What, why? There's no winner-take-all aspect to shuttling people around. Taxi service is a commodity and taxis-without-drivers will also be a commodity. The switching costs for users are essentially zero.

That's how we get Uber, Lyft, DiDi, Grab, Bolt, WeRide, BlackWolf...

I don't know how you can write that list and come to the conclusion that it's not winner-take-all. In their home market (US), Uber is ~75%, Lyft is ~25%, and all other competitors are sub-1% combined. Didi is similarly dominant in China, and so on. "Completely different markets have different winners taking it all" does not counteract the claim of winner-takes-all in any way, nor does listing utterly insignificant players like BlackWolf. Do you think people saying "winner-takes-all" in business contexts mean one company with literally 100% marketshare globally?

People who drive their own cars are larger than all. You can find single markets where those people are more than all combined world wide.

I liked my one and ride in Cruise however the problem I had was it took 10 minutes or so for my car to depart.

Car arrives. I get in. The car is sitting there getting ready to depart but not moving. After a few minutes I hit the button to call support. Someone tells me it's about ready to go. Ten minutes later it starts leaving.

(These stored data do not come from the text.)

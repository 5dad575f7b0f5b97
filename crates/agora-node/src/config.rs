//! Node configuration.
//!
//! Loaded from an optional YAML file, then overridden by `AGORA__*`
//! environment variables (for example `AGORA__CLIENT__QUEUE_CAPACITY=512`),
//! then by command-line flags in `main`.

use agora_realtime::{ClientConfig, DispatcherConfig, GroupId, HubConfig, UserId, UserProfile};
use serde::{Deserialize, Serialize};
use std::net::SocketAddr;
use std::path::Path;
use std::time::Duration;
use thiserror::Error;

/// Configuration errors.
#[derive(Debug, Error)]
pub enum ConfigError {
    /// A source could not be read or parsed.
    #[error("failed to load configuration: {0}")]
    Load(#[from] config::ConfigError),

    /// A value is out of range.
    #[error("invalid configuration: {0}")]
    Invalid(String),
}

/// Configuration for the Agora node.
#[derive(Debug, Clone, Default, Deserialize, Serialize)]
#[serde(default)]
pub struct Config {
    pub server: ServerConfig,
    pub logging: LoggingConfig,
    pub hub: HubSettings,
    pub client: ClientSettings,
    /// Users, sessions and groups loaded into the in-memory stores.
    pub seed: SeedConfig,
}

impl Config {
    /// Load configuration from `path` (if it exists) and the environment.
    pub fn load(path: Option<&Path>) -> Result<Self, ConfigError> {
        let mut builder = config::Config::builder();
        if let Some(path) = path {
            builder = builder.add_source(config::File::from(path).required(false));
        }
        let config: Config = builder
            .add_source(
                config::Environment::with_prefix("AGORA")
                    .prefix_separator("__")
                    .separator("__")
                    .try_parsing(true),
            )
            .build()?
            .try_deserialize()?;

        config.validate()?;
        Ok(config)
    }

    /// Check value ranges.
    pub fn validate(&self) -> Result<(), ConfigError> {
        let client = &self.client;
        if client.queue_capacity == 0 {
            return Err(ConfigError::Invalid("client.queue_capacity must be > 0".into()));
        }
        if client.pong_wait_secs == 0 || client.write_wait_secs == 0 {
            return Err(ConfigError::Invalid(
                "client.pong_wait_secs and client.write_wait_secs must be > 0".into(),
            ));
        }
        let ping = self.client_config().ping_period;
        if ping.is_zero() || ping >= Duration::from_secs(client.pong_wait_secs) {
            return Err(ConfigError::Invalid(
                "client.ping_period_secs must be > 0 and shorter than client.pong_wait_secs".into(),
            ));
        }
        if self.hub.command_capacity == 0 || self.hub.presence_capacity == 0 {
            return Err(ConfigError::Invalid("hub capacities must be > 0".into()));
        }
        Ok(())
    }

    /// Hub settings.
    pub fn hub_config(&self) -> HubConfig {
        HubConfig {
            command_capacity: self.hub.command_capacity,
            presence_capacity: self.hub.presence_capacity,
        }
    }

    /// Per-connection settings.
    pub fn client_config(&self) -> ClientConfig {
        let pong_wait = Duration::from_secs(self.client.pong_wait_secs);
        ClientConfig {
            queue_capacity: self.client.queue_capacity,
            write_wait: Duration::from_secs(self.client.write_wait_secs),
            pong_wait,
            ping_period: self
                .client
                .ping_period_secs
                .map(Duration::from_secs)
                .unwrap_or(pong_wait * 9 / 10),
        }
    }

    /// Inbound message limits.
    pub fn dispatcher_config(&self) -> DispatcherConfig {
        DispatcherConfig {
            max_frame_bytes: self.client.max_frame_bytes,
            max_content_chars: self.client.max_content_chars,
        }
    }
}

/// HTTP listener settings.
#[derive(Debug, Clone, Deserialize, Serialize)]
#[serde(default)]
pub struct ServerConfig {
    /// Listen address.
    pub addr: SocketAddr,
}

impl Default for ServerConfig {
    fn default() -> Self {
        Self {
            addr: SocketAddr::from(([127, 0, 0, 1], 8080)),
        }
    }
}

/// Logging settings.
#[derive(Debug, Clone, Deserialize, Serialize)]
#[serde(default)]
pub struct LoggingConfig {
    /// Log level (trace, debug, info, warn, error).
    pub level: String,
    /// Output format (pretty or json).
    pub format: String,
}

impl Default for LoggingConfig {
    fn default() -> Self {
        Self {
            level: "info".to_string(),
            format: "pretty".to_string(),
        }
    }
}

/// Hub channel sizes.
#[derive(Debug, Clone, Deserialize, Serialize)]
#[serde(default)]
pub struct HubSettings {
    pub command_capacity: usize,
    pub presence_capacity: usize,
}

impl Default for HubSettings {
    fn default() -> Self {
        let defaults = HubConfig::default();
        Self {
            command_capacity: defaults.command_capacity,
            presence_capacity: defaults.presence_capacity,
        }
    }
}

/// Connection settings.
#[derive(Debug, Clone, Deserialize, Serialize)]
#[serde(default)]
pub struct ClientSettings {
    /// Outbound queue capacity per connection.
    pub queue_capacity: usize,
    /// Seconds allowed to write one frame.
    pub write_wait_secs: u64,
    /// Seconds allowed between pongs.
    pub pong_wait_secs: u64,
    /// Seconds between pings. Defaults to 9/10 of `pong_wait_secs`.
    pub ping_period_secs: Option<u64>,
    /// Maximum inbound frame size in bytes.
    pub max_frame_bytes: usize,
    /// Maximum message length in characters.
    pub max_content_chars: usize,
}

impl Default for ClientSettings {
    fn default() -> Self {
        let client = ClientConfig::default();
        let dispatcher = DispatcherConfig::default();
        Self {
            queue_capacity: client.queue_capacity,
            write_wait_secs: client.write_wait.as_secs(),
            pong_wait_secs: client.pong_wait.as_secs(),
            ping_period_secs: None,
            max_frame_bytes: dispatcher.max_frame_bytes,
            max_content_chars: dispatcher.max_content_chars,
        }
    }
}

/// Demo data for the in-memory stores.
#[derive(Debug, Clone, Default, Deserialize, Serialize)]
#[serde(default)]
pub struct SeedConfig {
    pub users: Vec<SeedUser>,
    pub groups: Vec<SeedGroup>,
}

/// A user with a ready-made session token.
#[derive(Debug, Clone, Deserialize, Serialize)]
pub struct SeedUser {
    pub session_token: String,
    pub user_id: UserId,
    pub username: String,
    #[serde(default)]
    pub avatar: Option<String>,
}

impl SeedUser {
    /// Display metadata for the user.
    pub fn profile(&self) -> UserProfile {
        UserProfile {
            user_id: self.user_id,
            username: self.username.clone(),
            avatar: self.avatar.clone(),
        }
    }
}

/// A group and its members.
#[derive(Debug, Clone, Deserialize, Serialize)]
pub struct SeedGroup {
    pub id: GroupId,
    pub members: Vec<UserId>,
}

#[cfg(test)]
mod tests {
    use super::*;

    #[test]
    fn test_defaults_are_valid() {
        let config = Config::default();
        assert!(config.validate().is_ok());

        let client = config.client_config();
        assert_eq!(client.queue_capacity, 256);
        assert_eq!(client.ping_period, Duration::from_secs(54));
        assert_eq!(config.server.addr.port(), 8080);
    }

    #[test]
    fn test_ping_must_be_shorter_than_pong_wait() {
        let mut config = Config::default();
        config.client.ping_period_secs = Some(60);
        assert!(matches!(config.validate(), Err(ConfigError::Invalid(_))));

        config.client.ping_period_secs = Some(30);
        assert!(config.validate().is_ok());
        assert_eq!(config.client_config().ping_period, Duration::from_secs(30));
    }

    #[test]
    fn test_zero_queue_rejected() {
        let mut config = Config::default();
        config.client.queue_capacity = 0;
        assert!(config.validate().is_err());
    }

    #[test]
    fn test_load_without_file_uses_defaults() {
        let config = Config::load(None).unwrap();
        assert_eq!(config.logging.level, "info");
    }

    #[test]
    fn test_yaml_seed_deserialization() {
        let yaml = r#"
seed:
  users:
    - session_token: "alice-token"
      user_id: 1
      username: "alice"
  groups:
    - id: 7
      members: [1, 2]
"#;
        let config: Config = config::Config::builder()
            .add_source(config::File::from_str(yaml, config::FileFormat::Yaml))
            .build()
            .unwrap()
            .try_deserialize()
            .unwrap();

        assert_eq!(config.seed.users[0].profile().username, "alice");
        assert_eq!(config.seed.groups[0].members, vec![1, 2]);
        assert_eq!(config.client.queue_capacity, 256);
    }
}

I have no idea why it took so long to start but it wasn't a great experience.

If you (or anyone else from Cruise) can explain what was going on, that would settle the difference in experience to me.

Waiting for someone to be ready to (actively) monitor it?

“Cruise” is still churning out good tech, they gave a talk recently about using a lightweight [1] type of planner to train an end to end VLA style planner

[1] https://arxiv.org/abs/2502.03349

Cruise was actually just about to return to market after the October incident [1]. We had reached efficacy on all (much harder) internal safety benchmarks showing the car had significantly improved.

GM pulled the rug on us a day or two before announcing. The current Cruise CEO wasn't aware at all either. I have my own conspiracies of why GM did this, but GM also has a long history of fumbling the ball.

[1] https://www.cbsnews.com/sanfrancisco/news/nhtsa-robotaxi-cru...

[2] https://www.theautopian.com/here-are-five-times-gm-developed...!

We should not forget this is the same company that had an amazing lead on everyone in the electric car market 3 decades ago with the EV1. See "Who Killed the Electric Car [0]

[0] https://www.whokilledtheelectriccar.com/

replacing a gas engine with an electric motor and installing a battery pack is not hard. The EV1 was a pretty bad car. The real secret sauce of modern electric cars is cheap Lithium Ion battery packs.

One of my good friends was a driver for Cruise (he sit in the cars while they drove and made tons of notes about the behavior)

He said they were pretty awful and would constantly mess up.

That is true for all algorithmic iterative learning. I'm sure early models from Tesla, Waymo, Zoox, etc. were also driving a few hundred feet before the operators had to take over at first as well.

Yep. Participants of Waymo's early rider program are under NDA.

It seems the time car companies thought more than 4 years ahead was in 2007 and that culture was swiftly removed from the industry out of the economic shock that occurred shortly after.